I hope you don't mind me posting here but I would really appreciate any advice or experience you have.

Thank you

By being there for her.. She may need to talk and talk, or she may just need someone to pass the tissues and turn up with the bottle of wine.
She also needs to know that it doesn't change how you feel about her and her daughter..that her daughter is as absolutely gorgeous as she was prior to her diagnosis.
I know when my child was first diagnosed with a disability (he was a baby) I found it hard to face the world because ever 'normal' child reminded me that mine wasn't, and it took a while before I could see that while the future might be different..it would also be ok, even if it was a different sort of ok.

help her take baby steps, one day at a time. If she would like to seek support or groups for children with ASD offer to go with her, offer to learn with her.Offer to babysit if you can

One thing I would have liked when my son was tiny, would have been to meet others in a similar position, but also to find that everyone's story is different. My son is autistic and I was terrified of the stereotypes. Turns out I did indeed have 'Rainman' but that its ok.

You sound a very caring friend to be posting here to ask and that's exactly what she is going to need

Be there, listen and maybe bring her some books. Its a hard time but there will now always be hard times
Its great she has a wonderful friend like you. I know of 2 RL support groups for girls with ASD, one in Herts and one in London, and they are a great support but only when she is ready. We have just started a girls ASD forum online as well, if she'd like to join that too.
I think the hardest thing is everyones else's reactions that scare us most (well it does me).

There is alot of info out there, but she needs to find the stuff thats helpful to her which is difficult because there is LOads!

hth

Can I just add, you are a lovely friend.{smile]

i would agree listen and let her just get this out her system reassure she is great and this is not her fault we all go through element of was it me

also if your with dd dont treat her differently and if she is having a bad day ask friend what you could do to help

i was always concerned others wouldnt see my ds as the wonderful child he is any more so reassure her her dd is still the great little girl you already know

and offer to look after dd and to get to know her needs etc as it can be so tiring at times and the offers to baby sit seem to vanish for the fear of the unknown so ask her progress and how things are going and be there with her every step so you yourself are clued up

you seem like a great person wish half my friends were as caring as you i wouldn't have felt so alone in the early days

just keep doing as you are and im sure she will be just fine x

I remember when my DS was diagnosed, and my friends were particularly unhelpful - "after all" they said, "he's still the same as he was before the dx".

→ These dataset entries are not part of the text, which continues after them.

//! SQL-row backend: one row per `(name, type, content)` (spec.md §4.5).
//!
//! Uses `sqlx` against Postgres — the ecosystem enrichment this crate adds
//! for the one backend variant bindy has no direct counterpart for (bindy
//! talks to BIND9 over rndc/zone files, never a SQL-row zone table). The
//! shared-SRV cleanup collapses spec.md §4.3's refcount arithmetic into a
//! single transaction, as spec.md §4.5 calls for explicitly.

use super::retry::retry_conflict;
use super::wire;
use super::Backend;
use crate::constants::SQL_RETRY_JITTER_FACTOR;
use crate::errors::BackendError;
use crate::record::{parse_name, DNSRecord, RData, RecordKind};
use async_trait::async_trait;
use sqlx::{PgPool, Row};
use tracing::warn;

pub struct SqlBackend {
    pool: PgPool,
    table: String,
    base_domain: hickory_proto::rr::Name,
}

impl SqlBackend {
    #[must_use]
    pub fn new(pool: PgPool, table: String, base_domain: hickory_proto::rr::Name) -> Self {
        Self {
            pool,
            table,
            base_domain,
        }
    }

    fn classify(err: sqlx::Error) -> BackendError {
        Self::classify_for(&String::new(), RecordKind::A, err)
    }

    fn classify_for(name: &str, kind: RecordKind, err: sqlx::Error) -> BackendError {
        match &err {
            sqlx::Error::Io(_) | sqlx::Error::PoolTimedOut | sqlx::Error::PoolClosed => {
                BackendError::Transient(err.to_string())
            }
            sqlx::Error::Database(db) if db.is_unique_violation() => BackendError::Conflict {
                name: name.to_string(),
                kind,
                reason: err.to_string(),
            },
            _ => BackendError::Fatal(err.to_string()),
        }
    }
}

#[async_trait]
impl Backend for SqlBackend {
    async fn dns_records(&self) -> Result<Vec<DNSRecord>, BackendError> {
        retry_conflict(
            "dns_records",
            SQL_RETRY_JITTER_FACTOR,
            || self.dns_records_once(),
            || async { Ok(()) },
        )
        .await
    }

    async fn publish_record(&self, record: &DNSRecord) -> Result<(), BackendError> {
        retry_conflict(
            "publish_record",
            SQL_RETRY_JITTER_FACTOR,
            || self.publish_record_once(record),
            || async { Ok(()) },
        )
        .await
    }

    async fn suppress_record(&self, record: &DNSRecord) -> Result<(), BackendError> {
        retry_conflict(
            "suppress_record",
            SQL_RETRY_JITTER_FACTOR,
            || self.suppress_record_once(record),
            || async { Ok(()) },
        )
        .await
    }

    /// Collapses spec.md §4.5's SQL shared-SRV cleanup into one transaction:
    /// delete the SRV row, count remaining SRV rows at the name, and if zero
    /// delete TXT rows at the name and the matching PTR row at the parent.
    async fn suppress_shared_record(&self, srv: &DNSRecord) -> Result<(), BackendError> {
        retry_conflict(
            "suppress_shared_record",
            SQL_RETRY_JITTER_FACTOR,
            || self.suppress_shared_record_once(srv),
            || async { Ok(()) },
        )
        .await
    }
}

impl SqlBackend {
    async fn dns_records_once(&self) -> Result<Vec<DNSRecord>, BackendError> {
        let query = format!("SELECT name, type, content, ttl FROM {} ", self.table);
        let rows = sqlx::query(&query)
            .fetch_all(&self.pool)
            .await
            .map_err(Self::classify)?;

        let mut out = Vec::new();
        for row in rows {
            let name_str: String = row.try_get("name").map_err(Self::classify)?;
            let type_str: String = row.try_get("type").map_err(Self::classify)?;
            let content: String = row.try_get("content").map_err(Self::classify)?;
            let ttl: i64 = row.try_get("ttl").map_err(Self::classify)?;

            let Ok(name) = parse_name(&name_str) else {
                continue;
            };
            let Some(relative) = DNSRecord::new(name, 0, RData::Opaque(String::new()))
                .to_relative(&self.base_domain)
            else {
                warn!(name = %name_str, "record outside base zone, dropped");
                continue;
            };
            let Some(data) = wire::parse(&type_str, &content) else {
                continue;
            };
            if !data.kind().is_managed() {
                continue;
            }
            out.push(DNSRecord::new(
                relative.name,
                u32::try_from(ttl).unwrap_or(0),
                data,
            ));
        }
        Ok(out)
    }

    async fn publish_record_once(&self, record: &DNSRecord) -> Result<(), BackendError> {
        let name = record.name.to_ascii();
        let kind = record.kind().to_string();
        let content = wire::render(&record.data);
        match record.kind() {
            RecordKind::A | RecordKind::Aaaa | RecordKind::Cname | RecordKind::Txt => {
                let delete = format!("DELETE FROM {} WHERE name = $1 AND type = $2", self.table);
                let insert = format!(
                    "INSERT INTO {} (name, type, content, ttl) VALUES ($1, $2, $3, $4)",
                    self.table
                );
                let mut tx = self.pool.begin().await.map_err(Self::classify)?;
                sqlx::query(&delete)
                    .bind(&name)
                    .bind(&kind)
                    .execute(&mut *tx)
                    .await
                    .map_err(Self::classify)?;
                sqlx::query(&insert)
                    .bind(&name)
                    .bind(&kind)
                    .bind(&content)
                    .bind(i64::from(record.ttl))
                    .execute(&mut *tx)
                    .await
                    .map_err(Self::classify)?;
                tx.commit().await.map_err(Self::classify)?;
                Ok(())
            }
            RecordKind::Srv | RecordKind::Ptr => {
                let insert = format!(
                    "INSERT INTO {} (name, type, content, ttl) VALUES ($1, $2, $3, $4) \
                     ON CONFLICT (name, type, content) DO NOTHING",
                    self.table
                );
                sqlx::query(&insert)
                    .bind(&name)
                    .bind(&kind)
                    .bind(&content)
                    .bind(i64::from(record.ttl))
                    .execute(&self.pool)
                    .await
                    .map_err(|e| Self::classify_for(&name, record.kind(), e))?;
                Ok(())
            }
            other => Err(BackendError::Fatal(format!(
                "sql backend does not publish {other} records"
            ))),
        }
    }

    async fn suppress_record_once(&self, record: &DNSRecord) -> Result<(), BackendError> {
        let name = record.name.to_ascii();
        let kind = record.kind().to_string();
        match record.kind() {
            RecordKind::Txt => {
                let delete = format!("DELETE FROM {} WHERE name = $1 AND type = $2", self.table);
                sqlx::query(&delete)
                    .bind(&name)
                    .bind(&kind)
                    .execute(&self.pool)
                    .await
                    .map_err(Self::classify)?;
                Ok(())
            }
            _ => {
                let content = wire::render(&record.data);
                let delete = format!(
                    "DELETE FROM {} WHERE name = $1 AND type = $2 AND content = $3",
                    self.table
                );
                sqlx::query(&delete)
                    .bind(&name)
                    .bind(&kind)
                    .bind(&content)
                    .execute(&self.pool)
                    .await
                    .map_err(Self::classify)?;
                Ok(())
            }
        }
    }

    async fn suppress_shared_record_once(&self, srv: &DNSRecord) -> Result<(), BackendError> {
        let name = srv.name.to_ascii();
        let srv_content = wire::render(&srv.data);
        let mut tx = self.pool.begin().await.map_err(Self::classify)?;

        let delete_srv = format!(
            "DELETE FROM {} WHERE name = $1 AND type = 'SRV' AND content = $2",
            self.table
        );
        sqlx::query(&delete_srv)
            .bind(&name)
            .bind(&srv_content)
            .execute(&mut *tx)
            .await
            .map_err(Self::classify)?;

        let count_query = format!(
            "SELECT COUNT(*) AS n FROM {} WHERE name = $1 AND type = 'SRV'",
            self.table
        );
        let remaining: i64 = sqlx::query(&count_query)
            .bind(&name)
            .fetch_one(&mut *tx)
            .await
            .map_err(Self::classify)?
            .try_get("n")
            .map_err(Self::classify)?;

        if remaining == 0 {
            let delete_txt = format!("DELETE FROM {} WHERE name = $1 AND type = 'TXT'", self.table);
            sqlx::query(&delete_txt)
                .bind(&name)
                .execute(&mut *tx)
                .await
                .map_err(Self::classify)?;

            let parent = srv.name.base_name().to_ascii();
            let delete_ptr = format!(
                "DELETE FROM {} WHERE name = $1 AND type = 'PTR' AND content = $2",
                self.table
            );
            sqlx::query(&delete_ptr)
                .bind(&parent)
                .bind(&name)
                .execute(&mut *tx)
                .await
                .map_err(Self::classify)?;
        }

        tx.commit().await.map_err(Self::classify)?;
        Ok(())
    }
}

Then someone told them I was essentially grieving for the child that would not be what I would expect him to grow up to be, and that made total sense. In many ways, it IS like a bereavement, so give her time and support and provide an ear for her, and it will help. Just don't say stupid things like MY friends did (as above)!

Thank you so much for your suggestions. They are really helpful. Its particularly difficult as we don't live very close so see each other infrequently so much of our conversation is on the phone and sometimes words just don't match turning up with wine, tissues and a listening ear.

Its also not really feasible to look after her dd (although I would be more than happy to- she is lovely - and my god daughter!! ).

Much of what you have said echoes what she has already said particularly grieving for what dd might have been. She isn't ready to meet others in a similar situation yet.

Thank you again- any other ideas most welcome!

A lot of the books out there relate to boys with ASDs. There ARE gender differences, for example (and I apologise for generalising) girls learn the social cues necessary for getting on in the world, to the extent that we pass for normal (yes, I have Asperger Syndrome, and so do a number of other women on here). Most people don't even know I have it unless I tell them - I was only diagnosed less than 18 months ago!

If there is anything I can do to help, if and when she wants to talk about it - let me know.

(and I apologise for using the word 'normal', I didn't mean it in a negative way). I was trying to say that we "fit in" with the rest of the population!